NACUBO joined other higher education associations signing on with the letter submitted to ED by the American Council on Education (ACE). The substantive comments addressed myriad issues raised by the proposal and highlighted both positive and negative facets of ED’s proposed regulations. They also affirmed that “colleges and universities have a clear, unambiguous responsibility under Title IX to respond to allegations of sexual harassment, including sexual assault.”

Further, apart from compliance obligations, the letter made clear that “higher education institutions want to do the right thing” and that “colleges and universities are committed to upholding civil rights and to creating and maintaining campus environments that are safe, supportive, and responsive for all students.” Read on for a detailed look at the ACE letter.
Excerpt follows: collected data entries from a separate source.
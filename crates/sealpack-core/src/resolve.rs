//! Reference resolution.
//!
//! Reverses [`crate::extract`]: every `#/encrypted/<n>` marker is replaced
//! by `values[n]`, then the `$ref` key escaping is undone.
//!
//! Extraction only ever captures earlier markers inside later values, so
//! `values[n]` may reference indices below `n` and nothing else. Values are
//! resolved in ascending order and each index is consumed exactly once,
//! which keeps the work linear in the size of the input.

use serde_json::{Map, Value};

use crate::error::{CoreError, Result};
use crate::escape::unescape_refs;
use crate::marker::MarkerTarget;

/// Deepest nesting a resolved document may reach, matching the recursion
/// limit of `serde_json`'s parser.
pub const MAX_DEPTH: usize = 128;

/// Substitute every encrypted-value marker in `marked` and unescape keys.
///
/// Markers pointing anywhere other than `#/encrypted/` are kept verbatim.
///
/// # Errors
///
/// Returns [`CoreError::UnresolvedReference`] when:
/// - an index is out of range or malformed,
/// - `values[n]` references an index that is not below `n`,
/// - an index is referenced more than once,
/// - a value is never referenced,
/// - the resolved document nests deeper than [`MAX_DEPTH`].
pub fn resolve(marked: &Value, values: &[Value]) -> Result<Value> {
    let mut resolved: Vec<Option<Resolved>> = values.iter().map(|_| None).collect();

    for (index, value) in values.iter().enumerate() {
        let value = substitute(value, &mut resolved, index)?;
        resolved[index] = Some(value);
    }
    let document = substitute(marked, &mut resolved, values.len())?;

    if let Some(index) = resolved.iter().position(Option::is_some) {
        return Err(CoreError::UnresolvedReference(format!(
            "#/encrypted/{index} is never referenced"
        )));
    }

    Ok(unescape_refs(document.value))
}

/// A substituted subtree and its nesting depth (a scalar has depth 1).
struct Resolved {
    value: Value,
    depth: usize,
}

/// Substitute markers in `node`, which may reference indices below `limit`.
fn substitute(node: &Value, resolved: &mut [Option<Resolved>], limit: usize) -> Result<Resolved> {
    match MarkerTarget::of(node) {
        Some(MarkerTarget::Encrypted(index)) => return take(resolved, index, limit),
        Some(MarkerTarget::Malformed(target)) => {
            return Err(CoreError::UnresolvedReference(target.to_string()))
        }
        Some(MarkerTarget::Foreign(_)) | None => {}
    }

    let (value, children) = match node {
        Value::Object(map) => {
            let mut depth = 0;
            let mut out = Map::new();
            for (k, v) in map {
                let child = substitute(v, resolved, limit)?;
                depth = depth.max(child.depth);
                out.insert(k.clone(), child.value);
            }
            (Value::Object(out), depth)
        }
        Value::Array(items) => {
            let mut depth = 0;
            let mut out = Vec::with_capacity(items.len());
            for v in items {
                let child = substitute(v, resolved, limit)?;
                depth = depth.max(child.depth);
                out.push(child.value);
            }
            (Value::Array(out), depth)
        }
        other => (other.clone(), 0),
    };

    let depth = children + 1;
    if depth > MAX_DEPTH {
        return Err(CoreError::UnresolvedReference(format!(
            "resolved document nests deeper than {MAX_DEPTH} levels"
        )));
    }
    Ok(Resolved { value, depth })
}

fn take(resolved: &mut [Option<Resolved>], index: usize, limit: usize) -> Result<Resolved> {
    if index >= resolved.len() {
        return Err(CoreError::UnresolvedReference(format!(
            "#/encrypted/{index} (only {} values)",
            resolved.len()
        )));
    }
    if index >= limit {
        return Err(CoreError::UnresolvedReference(format!(
            "#/encrypted/{index} referenced from #/encrypted/{limit}"
        )));
    }
    resolved[index].take().ok_or_else(|| {
        CoreError::UnresolvedReference(format!("#/encrypted/{index} is referenced twice"))
    })
}
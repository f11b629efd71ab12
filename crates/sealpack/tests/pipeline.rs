//! End-to-end encrypt and decrypt through the public API.

use std::sync::Arc;

use proptest::prelude::*;
use sealpack::{EncryptionService, Envelope, SealError};
use serde_json::{json, Value};

const RSA_PKCS8: &str = include_str!("../../sealpack-testkit/data/recipient_rsa.pem");
const RSA_PKCS1: &str = include_str!("../../sealpack-testkit/data/recipient_rsa.pkcs1.pem");
const RSA_PUB_PKCS1: &str = include_str!("../../sealpack-testkit/data/recipient_rsa.pkcs1.pub.pem");
const RSA_PUB_SPKI: &str = include_str!("../../sealpack-testkit/data/recipient_rsa.spki.pub.pem");
const RSA_PUB_JWK: &str = include_str!("../../sealpack-testkit/data/recipient_rsa.pub.jwk.json");
const X25519_PKCS8: &str = include_str!("../../sealpack-testkit/data/recipient_x25519.pem");
const X25519_JWK: &str = include_str!("../../sealpack-testkit/data/recipient_x25519.jwk.json");
const X25519_PUB: &str = include_str!("../../sealpack-testkit/data/recipient_x25519.pub.pem");
const X25519_PUB_JWK: &str = include_str!("../../sealpack-testkit/data/recipient_x25519.pub.jwk.json");
const OUTSIDER_RSA: &str = include_str!("../../sealpack-testkit/data/outsider_rsa.pem");
const OUTSIDER_PUB: &str = include_str!("../../sealpack-testkit/data/outsider_rsa.pkcs1.pub.pem");

fn init_tracing() {
    let _ = tracing_subscriber::fmt()
        .with_env_filter(tracing_subscriber::EnvFilter::from_default_env())
        .with_test_writer()
        .try_init();
}

fn service(private_key: &str) -> EncryptionService {
    EncryptionService::new(Some(private_key)).unwrap()
}

fn sample() -> Value {
    json!({
        "templateId": "cc16cc5e-1623-4ba0-bacd-df1f7be9e023",
        "integrationId": "98792bcb-a936-4980-a13d-9531de88ab49",
        "actionId": "get_spec",
        "responseText": "Response Text",
        "packetId": "Id of the packet",
        "nested": {"list": [1, {"deep": true}, null], "empty": {}}
    })
}

// --- Round trips ---

#[test]
fn test_round_trip_every_public_key_encoding() {
    let doc = sample();
    let paths = ["/templateId", "/nested/list/1", "/nested/empty"];
    let rsa = service(RSA_PKCS8);
    let x25519 = service(X25519_PKCS8);

    for (public_key, opener) in [
        (RSA_PUB_PKCS1, &rsa),
        (RSA_PUB_SPKI, &rsa),
        (RSA_PUB_JWK, &rsa),
        (X25519_PUB, &x25519),
        (X25519_PUB_JWK, &x25519),
    ] {
        let envelope = rsa.encrypt_packet(&doc, &paths, &[public_key]).unwrap();
        assert_eq!(opener.decrypt_envelope(&envelope).unwrap(), doc);
    }
}

#[test]
fn test_private_key_encodings_agree() {
    let doc = sample();
    let envelope = service(RSA_PKCS8)
        .encrypt_packet(&doc, &["/actionId"], &[RSA_PUB_SPKI, X25519_PUB])
        .unwrap();

    for private_key in [RSA_PKCS8, RSA_PKCS1, X25519_PKCS8, X25519_JWK] {
        assert_eq!(service(private_key).decrypt_envelope(&envelope).unwrap(), doc);
    }
}

#[test]
fn test_caller_document_untouched() {
    let doc = json!({"$ref": "x", "a": {"b": 1}});
    let before = doc.clone();
    service(RSA_PKCS8)
        .encrypt_packet(&doc, &["/a/b"], &[RSA_PUB_SPKI])
        .unwrap();
    assert_eq!(doc, before);
}

// --- Markers ---

#[test]
fn test_markers_cover_every_path_once() {
    let paths = ["/packetId", "/templateId", "/nested/list/2", "/actionId"];
    let envelope = service(RSA_PKCS8)
        .encrypt_packet(&sample(), &paths, &[RSA_PUB_SPKI])
        .unwrap();

    assert_eq!(envelope.plain["packetId"], json!({"$ref": "#/encrypted/0"}));
    assert_eq!(envelope.plain["templateId"], json!({"$ref": "#/encrypted/1"}));
    assert_eq!(envelope.plain["nested"]["list"][2], json!({"$ref": "#/encrypted/2"}));
    assert_eq!(envelope.plain["actionId"], json!({"$ref": "#/encrypted/3"}));

    let mut indices = sealpack::core::marker_indices(&envelope.plain);
    indices.sort_unstable();
    assert_eq!(indices, vec![0, 1, 2, 3]);
}

#[test]
fn test_empty_paths_pass_document_through() {
    let doc = sample();
    let no_paths: [&str; 0] = [];
    let rsa = service(RSA_PKCS8);

    let envelope = rsa.encrypt_packet(&doc, &no_paths, &[RSA_PUB_SPKI]).unwrap();
    assert_eq!(envelope.plain, doc);

    let plaintext = envelope
        .general()
        .decrypt(&sealpack::jose::PrivateKey::parse(RSA_PKCS8).unwrap())
        .unwrap();
    assert_eq!(plaintext, b"[]");
    assert_eq!(rsa.decrypt_envelope(&envelope).unwrap(), doc);
}

#[test]
fn test_nested_locators() {
    let doc = json!({"outer": {"inner": "x", "other": 2}});
    let rsa = service(RSA_PKCS8);

    let envelope = rsa
        .encrypt_packet(&doc, &["/outer/inner", "/outer"], &[RSA_PUB_SPKI])
        .unwrap();
    assert_eq!(envelope.plain, json!({"outer": {"$ref": "#/encrypted/1"}}));
    assert_eq!(rsa.decrypt_envelope(&envelope).unwrap(), doc);

    let err = rsa
        .encrypt_packet(&doc, &["/outer", "/outer/inner"], &[RSA_PUB_SPKI])
        .unwrap_err();
    assert!(matches!(err, SealError::BadPath(p) if p == "/outer/inner"));
}

#[test]
fn test_literal_ref_keys_survive() {
    let doc = json!({
        "$ref": "#/encrypted/0",
        "$$ref": "already escaped",
        "inner": {"$ref": "#/encrypted/1"},
        "secret": {"$ref": "literal", "x": 1}
    });
    let rsa = service(RSA_PKCS8);

    let envelope = rsa
        .encrypt_packet(&doc, &["/secret", "/inner/$ref"], &[RSA_PUB_SPKI])
        .unwrap();
    assert_eq!(envelope.plain["$$ref"], "#/encrypted/0");
    assert_eq!(envelope.plain["$$$ref"], "already escaped");
    assert_eq!(envelope.plain["inner"]["$$ref"], json!({"$ref": "#/encrypted/1"}));
    assert_eq!(rsa.decrypt_envelope(&envelope).unwrap(), doc);
}

#[test]
fn test_bad_paths() {
    let rsa = service(RSA_PKCS8);
    for path in ["/missing", "/nested/list/7", "/templateId/deeper", "no-slash"] {
        let err = rsa
            .encrypt_packet(&sample(), &[path], &[RSA_PUB_SPKI])
            .unwrap_err();
        assert!(matches!(&err, SealError::BadPath(p) if p == path), "{path}: {err}");
    }
}

// --- Recipients ---

#[test]
fn test_multi_recipient() {
    let doc = sample();
    let envelope = service(RSA_PKCS8)
        .encrypt_packet(
            &doc,
            &["/responseText"],
            &[RSA_PUB_PKCS1, X25519_PUB, RSA_PUB_JWK],
        )
        .unwrap();
    assert_eq!(envelope.general().recipients.len(), 3);

    assert_eq!(service(RSA_PKCS8).decrypt_envelope(&envelope).unwrap(), doc);
    assert_eq!(service(X25519_PKCS8).decrypt_envelope(&envelope).unwrap(), doc);
    assert!(matches!(
        service(OUTSIDER_RSA).decrypt_envelope(&envelope),
        Err(SealError::DecryptionFailure(_))
    ));
}

#[test]
fn test_outsider_key_in_list_still_works_for_others() {
    let doc = sample();
    let envelope = service(RSA_PKCS8)
        .encrypt_packet(&doc, &["/actionId"], &[OUTSIDER_PUB, RSA_PUB_SPKI])
        .unwrap();

    assert_eq!(service(RSA_PKCS8).decrypt_envelope(&envelope).unwrap(), doc);
    assert_eq!(service(OUTSIDER_RSA).decrypt_envelope(&envelope).unwrap(), doc);
}

#[test]
fn test_invalid_public_key_names_index() {
    let err = service(RSA_PKCS8)
        .encrypt_packet(&sample(), &["/actionId"], &[RSA_PUB_SPKI, "garbage"])
        .unwrap_err();
    assert!(matches!(&err, SealError::InvalidKey(msg) if msg.contains("key 1")), "{err}");
}

// --- Wire shapes ---

#[test]
fn test_flattened_and_general_decrypt_identically() {
    let doc = sample();
    let rsa = service(RSA_PKCS8);
    let envelope = rsa
        .encrypt_packet(&doc, &["/templateId", "/actionId"], &[RSA_PUB_SPKI])
        .unwrap();

    let general = envelope.to_value().unwrap();
    let flattened = envelope.to_flattened().unwrap().to_value().unwrap();
    assert!(general["encrypted"].get("recipients").is_some());
    assert!(flattened["encrypted"].get("recipients").is_none());
    assert!(flattened["encrypted"].get("encrypted_key").is_some());

    assert_eq!(rsa.decrypt_packet(&general).unwrap(), doc);
    assert_eq!(rsa.decrypt_packet(&flattened).unwrap(), doc);
}

#[test]
fn test_multi_recipient_has_no_flattened_form() {
    let envelope = service(RSA_PKCS8)
        .encrypt_packet(&sample(), &["/actionId"], &[RSA_PUB_SPKI, X25519_PUB])
        .unwrap();
    assert!(envelope.to_flattened().is_none());
}

// --- Tampering ---

/// Change the first character of a base64url string so its first decoded
/// byte changes.
fn flip_first(field: &mut Value) {
    let original = field.as_str().unwrap().to_string();
    let first = if original.starts_with('A') { "B" } else { "A" };
    *field = Value::String(format!("{first}{}", &original[1..]));
}

#[test]
fn test_tampering_fails_authentication() {
    let rsa = service(RSA_PKCS8);
    let wire = rsa
        .encrypt_packet(&sample(), &["/templateId"], &[RSA_PUB_SPKI])
        .unwrap()
        .to_value()
        .unwrap();

    for member in ["ciphertext", "tag", "iv"] {
        let mut tampered = wire.clone();
        flip_first(&mut tampered["encrypted"][member]);
        assert!(
            matches!(rsa.decrypt_packet(&tampered), Err(SealError::DecryptionFailure(_))),
            "{member}"
        );
    }

    // {"enc":"A256GCM","cty":"json"}: still valid, but not what was authenticated
    let mut tampered = wire.clone();
    tampered["encrypted"]["protected"] = json!("eyJlbmMiOiJBMjU2R0NNIiwiY3R5IjoianNvbiJ9");
    assert!(matches!(
        rsa.decrypt_packet(&tampered),
        Err(SealError::DecryptionFailure(_))
    ));

    let mut tampered = wire;
    flip_first(&mut tampered["encrypted"]["recipients"][0]["encrypted_key"]);
    assert!(matches!(
        rsa.decrypt_packet(&tampered),
        Err(SealError::DecryptionFailure(_))
    ));
}

#[test]
fn test_structural_damage_is_malformed() {
    let rsa = service(RSA_PKCS8);
    let wire = rsa
        .encrypt_packet(&sample(), &["/templateId"], &[RSA_PUB_SPKI])
        .unwrap()
        .to_value()
        .unwrap();

    let mut bad_base64 = wire.clone();
    bad_base64["encrypted"]["iv"] = json!("not base64!");
    assert!(matches!(
        rsa.decrypt_packet(&bad_base64),
        Err(SealError::MalformedEnvelope(_))
    ));

    let mut future = wire;
    future["version"] = json!("3.0.0");
    assert!(matches!(
        rsa.decrypt_packet(&future),
        Err(SealError::UnsupportedVersion(_))
    ));
}

#[test]
fn test_no_recognised_alg_is_decryption_failure() {
    let rsa = service(RSA_PKCS8);
    let mut wire = rsa
        .encrypt_packet(&sample(), &["/templateId"], &[RSA_PUB_SPKI])
        .unwrap()
        .to_value()
        .unwrap();
    wire["encrypted"]["recipients"][0]["header"]["alg"] = json!("dir");

    assert!(matches!(
        rsa.decrypt_packet(&wire),
        Err(SealError::DecryptionFailure(_))
    ));
}

// --- Concurrency ---

#[test]
fn test_shared_service_across_threads() {
    let rsa = Arc::new(service(RSA_PKCS8));

    let handles: Vec<_> = (0..4)
        .map(|i| {
            let rsa = Arc::clone(&rsa);
            std::thread::spawn(move || {
                let doc = json!({"worker": i, "secret": format!("value-{i}")});
                let envelope = rsa
                    .encrypt_packet(&doc, &["/secret"], &[RSA_PUB_SPKI])
                    .unwrap();
                let wire = envelope.to_value().unwrap();
                assert_eq!(rsa.decrypt_packet(&wire).unwrap(), doc);
            })
        })
        .collect();

    for handle in handles {
        handle.join().unwrap();
    }
}

#[tokio::test]
async fn test_shared_service_across_tasks() {
    let x25519 = Arc::new(service(X25519_PKCS8));
    let mut tasks = Vec::new();

    for i in 0..8 {
        let x25519 = Arc::clone(&x25519);
        tasks.push(tokio::spawn(async move {
            let doc = json!({"n": i, "keep": "clear"});
            let envelope: Envelope = x25519.encrypt_packet(&doc, &["/n"], &[X25519_PUB]).unwrap();
            x25519.decrypt_envelope(&envelope).unwrap() == doc
        }));
    }

    for task in tasks {
        assert!(task.await.unwrap());
    }
}

// --- Properties ---

proptest! {
    #![proptest_config(ProptestConfig::with_cases(32))]

    #[test]
    fn prop_flat_object_round_trip(
        fields in prop::collection::btree_map("[a-z$/~]{1,6}", "[ -~]{0,12}", 1..8),
        take in prop::collection::vec(any::<bool>(), 8),
    ) {
        init_tracing();
        let doc = Value::Object(
            fields.iter().map(|(k, v)| (k.clone(), Value::String(v.clone()))).collect(),
        );
        let paths: Vec<String> = fields
            .keys()
            .zip(take)
            .filter(|(_, take)| *take)
            .map(|(k, _)| format!("/{}", k.replace('~', "~0").replace('/', "~1")))
            .collect();

        let opener = service(X25519_PKCS8);
        let envelope = opener.encrypt_packet(&doc, &paths, &[X25519_PUB]).unwrap();
        let marked = sealpack::core::marker_indices(&envelope.plain).len();
        prop_assert_eq!(marked, paths.len());
        prop_assert_eq!(opener.decrypt_envelope(&envelope).unwrap(), doc);
    }
}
(Note: The letter uses terms like, “survivor,” “complainant,” “accuser,” “respondent,” and “accused” in different ways and for different reasons throughout the letter—as we will here—to indicate different things, but no such term is intended to indicate the veracity or credibility of any specific claim or party to a claim generally. Similarly, use of “sexual harassment” both here and in the letter is meant to indicate both sexual harassment and sexual assault. Use of the term “sexual assault” is meant to refer to those cases specifically.)

 

Positive Areas

Some positive facets of the NPRM as raised by the letter include:

  • Providing survivors more flexibility to determine how they wish to proceed; including formal Title IX grievance procedures, but also other measures such as mediation or more informal resolution methods; and allowing for supportive measures to be provided to survivors even if they choose not to file formal Title IX complaints.
  • Clarifying that institutions may always remove an individual posing an immediate threat to health or safety from a campus.
  • Elimination of the “60-day rule” present in previous guidance that offered campuses little flexibility to conduct thorough and equitable investigations that could potentially take longer than 60 days.
  • Requiring institutions to provide both parties with reasonable time to prepare for interviews or disciplinary hearings stemming from a complaint.
  • Bringing Title IX regulations in this area in line with Clery Act regulations that allow for appeal of a decision by either party.
  • Charging ED’s Office of Civil Rights to consider whether an institution’s actions were clearly reasonable or unreasonable in light of known circumstances when determining if an institution has violated Title IX.
  • Bringing Title IX regulations in line with the Supreme Court definition of sexual harassment to include the phrase “severe, pervasive, and objectively offensive” regarding what constitutes a hostile environment.

 

Areas of Concern and Recommendations

However, the proposal also raised numerous concerns in the higher education community, some of which are listed below, and ACE in the letter offered alternative recommendations for each concern:

  • The proposed changes legalize campus disciplinary proceedings by requiring live hearings with direct cross-examination by the parties’ advisors.
    • Recommendation: Remove the mandate for a live hearing and allow institutions flexibility to choose live or non-live hearing models that allow parties to test the credibility of other parties and witnesses in writing.
  • The requirement that both parties have an absolute right to inspect “any evidence…directly related” to allegations, regardless of their personal or otherwise legally protected nature, will do more harm than good.
    • Recommendation: Allow both parties access to information and evidence with appropriate limitations and allow the institution to redact confidential or other sensitive information; this is more in line with Clery Act requirements.
  • The NPRM inappropriately uses the phrase “due process” in a manner likely to cause confusion and further legalize non-legal proceedings.
    • Recommendation: If ED uses “due process” in the final rule, it should clarify that its use is not meant to signal an expectation of judicial protections given to criminal defendants in legal proceedings or impose constitutional due process requirements on private institutions.
  • The NPRM appears to require an institution to dismiss complaints that fall outside of Title IX, even if they violate campus codes of conduct, and appears to bar institutions from taking disciplinary actions without formal Title IX complaints even if the relevant conduct would violate Title IX and campus codes of conduct.
    • Recommendation: Drop “must dismiss” language from the final rule and affirm the rights of schools to address misconduct that falls outside the scope of Title IX.
  • The proposed rule would effectively result in a single, federally-mandated evidentiary standard of proof across all campus disciplinary hearings by requiring institutions to use one standard for all campus proceedings with the same disciplinary penalty.
    • Recommendation: ED should not allow institutions to choose between the preponderance of evidence and clear and convincing standards in Title IX cases without also imposing those standards on other types of disciplinary proceedings.
  • The NPRM would significantly increase regulatory burden, redirecting time and resources away from other institutional missions and student resources, and would have the greatest monetary impact on smaller and/or less-resourced institutions.
    • ED should actively seek ways to provide greater institutional flexibility so schools can seek out effective, responsible, and cost-efficient ways to achieve federal policy goals and compliance.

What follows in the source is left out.